A personal trainer gained more than 60 pounds so he could relate to his weight loss clients and their body image concerns
- Personal trainer Drew Manning gained more than 60 pounds to better relate to weight loss clients.
- He said the experience made him confront his own issues with body image and self-worth.
- Now he hopes to promote more empathy and a healthier attitude toward weight in the fitness industry.
Personal trainer Drew Manning is flipping the script on weight loss narratives.
While most before and after photos end with a much slimmer physique, Manning recently gained more than 60 pounds, significantly increasing his body fat percentage.
The goal, he said, is to then shed the pounds alongside his weight loss clients, to better understand their experience and offer more empathy as a trainer.
This is the second time he's undergone this challenge, which he calls Fit2Fat2Fit. The first, back in 2010, went viral, and his book on the experience shot to the top of the bestseller list.
This time around, at 40 years old, Manning wants to understand the challenges that older adults can face with weight loss.
Gaining the weight himself, and now starting to lose weight alongside clients, has made him much more empathetic about how challenging and emotional changing your body can be, Manning told Insider.
"It's not as simple as willpowering your way to eating less and working out more," he said. "A typical coach has no idea how hard it is mentally and emotionally to stick to it. We like to think it's a physical transformation, but it's so much more than that."
Weight stigma can be invisible to those who don't experience it
The experience of gaining weight totally shifted Manning's perception of his own identity, and made him intensely aware of social pressures around weight.
To his surprise, his first weight gain challenge uncovered some of his own biases about weight and his own self-worth.
"I totally freaked out. I was attached to my body image as my self image. My body was my identity, I was Drew the Fit Guy," he said.
Manning said he felt a strong urge to explain the project to strangers, to make excuses for his larger body as he feared people would judge him.
As someone who had been lean his whole life, this was a new and disturbing experience for Manning.
This year, he confronted those fears head-on. He went to Hawaii and took his shirt off in public during his peak weight gain phase.
"I wasn't comfortable, exactly, but I was more accepting of myself," he said.
Weight loss can get harder over time
Manning said that, while managing his body image was easier the second time around, he faced some new challenges.
"I was truly humbled. It was harder in so many ways because I'm at a different place," Manning said.
For one thing, he went through a break-up partway through his weight gain phase, which made his experience with eating much more personal.

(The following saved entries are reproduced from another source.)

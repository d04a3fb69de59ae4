//! Terminal user interface built on [ratatui](https://github.com/ratatui-org/ratatui).
//!
//! The UI is organized into three layers:
//!
//! - **[`app`]**: application state, keyboard event loop, pane focus, input mode
//! - **[`panes`]**: stateless render functions for each visible pane (disassembly,
//!   registers, memory, output, status bar)
//! - **[`theme`]**: centralized color palette used by all panes
//!
//! The entry point for consumers is [`App`]: construct it with a [`History`] and
//! call [`App::run`] to start the event loop.
//!
//! [`History`]: crate::interpreter::history::History
//! [`App::run`]: app::App::run

pub mod app;
pub mod panes;
pub mod theme;

pub use app::App;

"I went from eating just to gain weight to eating to comfort myself," he said. "My eyes were opened to the power of emotional eating, and I have so much more empathy from people who get stuck in that."
Read more: 'Intuitive eating' is on the rise, and experts say it's because people are fed up with diet culture
Even more challenging was trying to cut back on the comfort foods he had learned to rely on when he shifted into his weight loss phase.
"The first two weeks of going back to eating healthy was incredibly hard," Manning said. "Before, I used give my clients a meal plan, and I'd have no idea why they couldn't just be consistent with it. Having experienced that, I understand so much better how hard it can be."
In nutrition science, there's good evidence that most weight loss diets don't work, particularly in the long-term. People may lose weight temporarily on strict diets, but over time, it's incredibly difficult to maintain. Often, dieters will end up indulging more in prohibited foods, gaining back the weight (and even more) before trying to restrict again, a phenomenon known as yo-yo dieting.
The fitness industry is fraught with body image issues
Manning said the experience has helped him become a better personal trainer by making him more relatable to clients, and better able to understand their perspective.
He said it also highlights how the fitness industry misrepresents what being athletic looks like. Instagram, for example, is filled with images of models with extremely low body fat, promising quick results or an easy path to slimness.
"Society tells you that if you look good and have a good looking body, you're the authority. We have to have a shift in what we think healthy looks like," Manning said.
As a fitness industry expert himself, Manning has gotten some pushback for the project on social media, mainly from people he thinks have misunderstood the goal. Critics have said the project might perpetuate shame or stigma around weight. They worry it promotes a "no excuses" attitude toward weight loss, since Manning makes it look deceptively easy.
But Manning said his point is exactly the opposite. No matter how it looks, weight loss is incredibly challenging even with his advantages of expertise and extra muscle mass.
"One of thing I'm honest about is that it is different for me. What I did in four months, that's something people might do in four years," Manning said.
Manning has just begun the process of losing the weight again, through both exercise and a low-carb, high-fat ketogenic diet. So far, many of his social media followers and online program clients have said can see themselves in his journey.
He hopes his story will resonate with people not (just) for the striking before-and-after pictures of his physical transformation, but for the mental and emotional process he's shared.
"We are all more than our bodies and we have more to offer than our bodies, and healthy isn't necessarily super lean or super skinny," Manning said.